Moscow 'ambassador' resigns after spy allegations

The move follows allegations released in the week prior to Christmas by the Institute of National Remembrance (IPN) which claimed that Turowski had lied during his so-called lustracja, or vetting, declaration, in which high-ranking public servants are obliged to reveal whether they had contacts with the communist security services during the Cold War era.
Tomasz Turowski, Poland’s so-called ‘titular’ ambassador in Moscow, has offered his resignation after allegations that he collaborated with the Kremlin while working as a secret agent in the Vatican, Cuba and Russia.


Turowski is not to be confused by the ambassador to Russia, Wojciech Zajaczkowski. Allegations have emerged that Turowski was a secret agent who infiltrated the Vatican during the seventies and eighties via the Jesuit Order in Rome. He later left Holy Orders and married. In 1993, Turowski joined the Foreign Ministry, serving in Moscow and Cuba, the latter as ambassador from 2001. He has been described by the Rzeczpospolita daily as “one of the most secretive figures in the foreign service”.

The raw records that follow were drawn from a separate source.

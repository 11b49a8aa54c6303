//! Signature verification for audit records.
//!
//! The verification scheme is pluggable; the nonce-binding contract is not.
//! Every signature must cover the signer's *current* nonce, and an accepted
//! signature permanently advances that nonce, so a captured signature can
//! never be replayed.

use crate::core::{Error, Hash256, Result};
use ed25519_dalek::{Signature, Verifier, VerifyingKey};
use std::collections::HashMap;

/// Build the message a voter signs for a decision: the decision hash
/// followed by the voter's current nonce, little-endian.
///
/// Signers obtain the nonce from the audit log's read surface before
/// constructing their next signature.
pub fn signing_message(decision_hash: &Hash256, nonce: u64) -> Vec<u8> {
    let mut message = Vec::with_capacity(40);
    message.extend_from_slice(decision_hash.as_bytes());
    message.extend_from_slice(&nonce.to_le_bytes());
    message
}

/// Pluggable signature verification capability.
pub trait SignatureVerifier {
    /// Whether `signature` over `message` verifies for `signer_id`.
    fn verify(&self, signer_id: &str, message: &[u8], signature: &[u8]) -> bool;
}

/// Ed25519-backed verifier over a directory of registered public keys.
#[derive(Clone, Debug, Default)]
pub struct Ed25519Verifier {
    keys: HashMap<String, VerifyingKey>,
}

impl Ed25519Verifier {
    /// Create an empty key directory.
    pub fn new() -> Self {
        Self::default()
    }

    /// Register (or replace) the public key for a signer identity.
    pub fn register_key(&mut self, signer_id: &str, public_key: &[u8; 32]) -> Result<()> {
        let key = VerifyingKey::from_bytes(public_key)
            .map_err(|_| Error::InvalidSignature(signer_id.to_string()))?;
        self.keys.insert(signer_id.to_string(), key);
        Ok(())
    }
}

impl SignatureVerifier for Ed25519Verifier {
    fn verify(&self, signer_id: &str, message: &[u8], signature: &[u8]) -> bool {
        let Some(key) = self.keys.get(signer_id) else {
            return false;
        };
        let Ok(sig_bytes) = <[u8; 64]>::try_from(signature) else {
            return false;
        };
        let sig = Signature::from_bytes(&sig_bytes);
        key.verify(message, &sig).is_ok()
    }
}
//! State-change notifications.
//!
//! Every committed state transition appends one notification to an
//! append-only channel read by external subscribers (orchestrator, metrics).
//! Notification order always matches the order of the transitions that
//! produced them, and each carries the full field set needed to reconstruct
//! the transition without re-querying state.

pub mod notification;

pub use notification::{Notification, NotificationLog};
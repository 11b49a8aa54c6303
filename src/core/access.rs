//! Authorization checks for administrative operations.
//!
//! A capability gate replaces any identity-scheme-specific "owner" notion:
//! each admin entry point names the capability it needs and the caller
//! presenting it. Capabilities are tracked per identity, so a caller can
//! hold one without the other.

use crate::core::{Error, Result};
use serde::{Deserialize, Serialize};
use std::collections::{HashMap, HashSet};

/// A capability required to perform a gated operation.
#[derive(Clone, Copy, Debug, PartialEq, Eq, Hash, Serialize, Deserialize)]
pub enum Capability {
    /// Register agents, change agent status, adjust reputation.
    ManageAgents,
    /// Update governance policy parameters.
    ManagePolicy,
}

impl Capability {
    /// Every capability, as granted to the bootstrap administrator.
    pub const ALL: [Capability; 2] = [Capability::ManageAgents, Capability::ManagePolicy];
}

/// Tracks which caller identities hold which capabilities.
///
/// The bootstrap administrator is granted every capability. A capability
/// can only be extended or withdrawn by an identity that holds it, and its
/// last holder cannot be revoked, so no capability ever becomes
/// unreachable.
#[derive(Clone, Debug, Serialize, Deserialize)]
pub struct AccessControl {
    grants: HashMap<String, HashSet<Capability>>,
}

impl AccessControl {
    /// Create an access control list with a single bootstrap administrator
    /// holding every capability.
    pub fn new(admin: &str) -> Self {
        let mut grants = HashMap::new();
        grants.insert(admin.to_string(), Capability::ALL.into_iter().collect());
        Self { grants }
    }

    /// Check that `caller` holds `capability`, failing the operation otherwise.
    pub fn require(&self, caller: &str, capability: Capability) -> Result<()> {
        if self.holds(caller, capability) {
            Ok(())
        } else {
            Err(Error::AuthorizationError(caller.to_string()))
        }
    }

    /// Grant a capability to another identity. The caller must hold the
    /// capability being granted.
    pub fn grant(&mut self, caller: &str, grantee: &str, capability: Capability) -> Result<()> {
        self.require(caller, capability)?;
        self.grants
            .entry(grantee.to_string())
            .or_default()
            .insert(capability);
        Ok(())
    }

    /// Withdraw a capability from an identity. The caller must hold the
    /// capability; its last holder cannot be revoked.
    pub fn revoke(&mut self, caller: &str, target: &str, capability: Capability) -> Result<()> {
        self.require(caller, capability)?;
        if self.holds(target, capability) && self.holder_count(capability) == 1 {
            return Err(Error::InvalidParameter(format!(
                "cannot revoke the last holder of {capability:?}"
            )));
        }
        if let Some(caps) = self.grants.get_mut(target) {
            caps.remove(&capability);
        }
        Ok(())
    }

    /// Whether an identity holds a capability.
    pub fn holds(&self, caller: &str, capability: Capability) -> bool {
        self.grants
            .get(caller)
            .is_some_and(|caps| caps.contains(&capability))
    }

    fn holder_count(&self, capability: Capability) -> usize {
        self.grants
            .values()
            .filter(|caps| caps.contains(&capability))
            .count()
    }
}
impl IdentityRegistry {
    /// Create an empty registry.
    pub fn new() -> Self {
        Self::default()
    }

    // --- Registration ---

    /// Register a new agent identity. Administrator-only.
    ///
    /// Fails `AlreadyRegistered` for a known identity and
    /// `NodeCapacityExceeded` when the owning node already holds
    /// [`MAX_AGENTS_PER_NODE`] active identities.
    pub fn register(
        &mut self,
        caller: &str,
        access: &AccessControl,
        agent_id: &str,
        node_id: &str,
        role: AgentRole,
        at: Timestamp,
        events: &mut NotificationLog,
    ) -> Result<()> {
        access.require(caller, Capability::ManageAgents)?;
        self.register_unchecked(agent_id, node_id, role, at, events)
    }

    /// Register many agents in one call. Administrator-only.
    ///
    /// Lenient batch semantics: entries failing the duplicate or quota
    /// check are skipped rather than aborting the batch, one notification
    /// is emitted per success, and the ids actually registered are
    /// returned.
    pub fn register_batch(
        &mut self,
        caller: &str,
        access: &AccessControl,
        entries: &[(String, String, AgentRole)],
        at: Timestamp,
        events: &mut NotificationLog,
    ) -> Result<Vec<String>> {
        access.require(caller, Capability::ManageAgents)?;
        let mut registered = Vec::new();
        for (agent_id, node_id, role) in entries {
            match self.register_unchecked(agent_id, node_id, *role, at, events) {
                Ok(()) => registered.push(agent_id.clone()),
                Err(err) => {
                    warn!(agent_id = %agent_id, %err, "batch registration entry skipped");
                }
            }
        }
        Ok(registered)
    }

    fn register_unchecked(
        &mut self,
        agent_id: &str,
        node_id: &str,
        role: AgentRole,
        at: Timestamp,
        events: &mut NotificationLog,
    ) -> Result<()> {
        if self.agent_index.contains_key(agent_id) {
            return Err(Error::AlreadyRegistered(agent_id.to_string()));
        }
        let active = self.node_active.get(node_id).copied().unwrap_or(0);
        if active >= MAX_AGENTS_PER_NODE {
            return Err(Error::NodeCapacityExceeded(node_id.to_string()));
        }

        self.agent_index.insert(agent_id.to_string(), self.agents.len());
        self.agents.push(Agent::new(agent_id, node_id, role, at));
        self.node_active.insert(node_id.to_string(), active + 1);

        info!(agent_id = %agent_id, node_id = %node_id, ?role, "agent registered");
        events.emit(Notification::AgentRegistered {
            agent_id: agent_id.to_string(),
            node_id: node_id.to_string(),
            role,
            at,
        });
        Ok(())
    }

    // --- Status ---

    /// Transition an agent between statuses. Administrator-only.
    ///
    /// Any transition is legal, but activating an agent re-consumes a slot
    /// in its node's quota, so reactivation on a full node fails
    /// `NodeCapacityExceeded`.
    pub fn set_status(
        &mut self,
        caller: &str,
        access: &AccessControl,
        agent_id: &str,
        new_status: AgentStatus,
        at: Timestamp,
        events: &mut NotificationLog,
    ) -> Result<()> {
        access.require(caller, Capability::ManageAgents)?;
        let idx = *self
            .agent_index
            .get(agent_id)
            .ok_or_else(|| Error::NotRegistered(agent_id.to_string()))?;
        let old_status = self.agents[idx].status;
        if old_status == new_status {
            return Ok(());
        }

        let node_id = self.agents[idx].node_id.clone();
        if new_status == AgentStatus::Active {
            let active = self.node_active.get(&node_id).copied().unwrap_or(0);
            if active >= MAX_AGENTS_PER_NODE {
                return Err(Error::NodeCapacityExceeded(node_id));
            }
            self.node_active.insert(node_id, active + 1);
        } else if old_status == AgentStatus::Active {
            let active = self.node_active.get(&node_id).copied().unwrap_or(0);
            self.node_active.insert(node_id, active.saturating_sub(1));
        }

        self.agents[idx].status = new_status;
        events.emit(Notification::AgentStatusChanged {
            agent_id: agent_id.to_string(),
            old_status,
            new_status,
            at,
        });
        Ok(())
    }

    // --- Reputation ---

    /// Apply a judged outcome to an agent's reputation. Administrator-only.
    ///
    /// Returns the new reputation.
    pub fn update_reputation(
        &mut self,
        caller: &str,
        access: &AccessControl,
        agent_id: &str,
        was_correct: bool,
        at: Timestamp,
        events: &mut NotificationLog,
    ) -> Result<u32> {
        access.require(caller, Capability::ManageAgents)?;
        let idx = *self
            .agent_index
            .get(agent_id)
            .ok_or_else(|| Error::NotRegistered(agent_id.to_string()))?;
        let (old, new) = self.agents[idx].record_outcome(was_correct);
        events.emit(Notification::ReputationChanged {
            agent_id: agent_id.to_string(),
            old_reputation: old,
            new_reputation: new,
            was_correct,
            at,
        });
        Ok(new)
    }

    /// Percentage of an agent's judged outcomes that were correct.
    pub fn accuracy(&self, agent_id: &str) -> Result<u64> {
        self.agent(agent_id)
            .map(Agent::accuracy)
            .ok_or_else(|| Error::NotRegistered(agent_id.to_string()))
    }

    // --- Crews ---

    /// Form a crew for a triggering condition, returning its id.
    ///
    /// Requires at least `min_crew_size` members, every member currently
    /// active with reputation at or above the policy floor, and all four
    /// roles covered. Fails `InvalidCrew` otherwise with no partial state.
    pub fn form_crew(
        &mut self,
        policy: &PolicyStore,
        event_id: Hash256,
        members: &[String],
        trigger_value: u64,
        at: Timestamp,
        events: &mut NotificationLog,
    ) -> Result<u64> {
        if (members.len() as u32) < policy.min_crew_size() {
            return Err(Error::InvalidCrew(format!(
                "{} members, need at least {}",
                members.len(),
                policy.min_crew_size()
            )));
        }

        let mut roles = Vec::with_capacity(members.len());
        for member in members {
            let agent = self
                .agent(member)
                .ok_or_else(|| Error::InvalidCrew(format!("unknown member {member}")))?;
            if !agent.is_active() {
                return Err(Error::InvalidCrew(format!("member {member} not active")));
            }
            if agent.reputation < policy.min_reputation_score() {
                return Err(Error::InvalidCrew(format!(
                    "member {member} reputation {} below floor {}",
                    agent.reputation,
                    policy.min_reputation_score()
                )));
            }
            roles.push(agent.role);
        }
        if !covers_all_roles(&roles) {
            return Err(Error::InvalidCrew("missing required role".into()));
        }

        let crew_id = self.crews.len() as u64 + 1;
        self.crews.push(Crew {
            crew_id,
            event_id: event_id.clone(),
            formed_at: at,
            members: members.to_vec(),
            active: true,
            trigger_value,
        });

        info!(crew_id, event_id = %event_id, trigger_value, "crew formed");
        events.emit(Notification::CrewFormed {
            crew_id,
            event_id,
            members: members.to_vec(),
            trigger_value,
            at,
        });
        Ok(crew_id)
    }

    /// Dissolve an active crew. Fails `CrewNotActive` if already inactive.
    pub fn dissolve_crew(
        &mut self,
        crew_id: u64,
        at: Timestamp,
        events: &mut NotificationLog,
    ) -> Result<()> {
        let crew = crew_id
            .checked_sub(1)
            .and_then(|idx| self.crews.get_mut(idx as usize))
            .ok_or_else(|| Error::InvalidCrew(format!("unknown crew {crew_id}")))?;
        if !crew.active {
            return Err(Error::CrewNotActive(crew_id));
        }
        crew.active = false;
        events.emit(Notification::CrewDissolved { crew_id, at });
        Ok(())
    }

    // --- Read surface ---

    /// Look up an agent by identity.
    pub fn agent(&self, agent_id: &str) -> Option<&Agent> {
        self.agent_index.get(agent_id).map(|&idx| &self.agents[idx])
    }

    /// Total registered agents (all statuses).
    pub fn agent_count(&self) -> usize {
        self.agents.len()
    }

    /// Registered agents in registration order.
    pub fn agents(&self) -> &[Agent] {
        &self.agents
    }

    /// Count of active identities a node currently owns.
    pub fn node_active_count(&self, node_id: &str) -> u32 {
        self.node_active.get(node_id).copied().unwrap_or(0)
    }

    /// Look up a crew by id.
    pub fn crew(&self, crew_id: u64) -> Option<&Crew> {
        crew_id
            .checked_sub(1)
            .and_then(|idx| self.crews.get(idx as usize))
    }

    /// Member list of a crew.
    pub fn crew_members(&self, crew_id: u64) -> Option<&[String]> {
        self.crew(crew_id).map(|c| c.members.as_slice())
    }

    /// Total crews ever formed (active and dissolved).
    pub fn crew_count(&self) -> usize {
        self.crews.len()
    }
}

The ultra-conservative newspaper Nasz Dziennik has claimed that Turowski collaborated with Russian agent Grigorij Jakimiszyn - who allegedly worked under the codename Agent Olin - during that period. Returning to Moscow, Turowski was the ambassador in office during the Smolensk tragedy last April, and he was present at the airport on the fateful morning of April 10. According to Nasz Dziennik, immediately after the crash, Turowski passed on incorrect information that three people had survived and that they had been taken to hospital in a critical condition. In the event all 96 died but the uncorroborated piece of information has already provided fuel to conspiracy theorists. Turowski’s resignation has been accepted by the Minister of Foreign Affairs, Radoslaw Sikorski.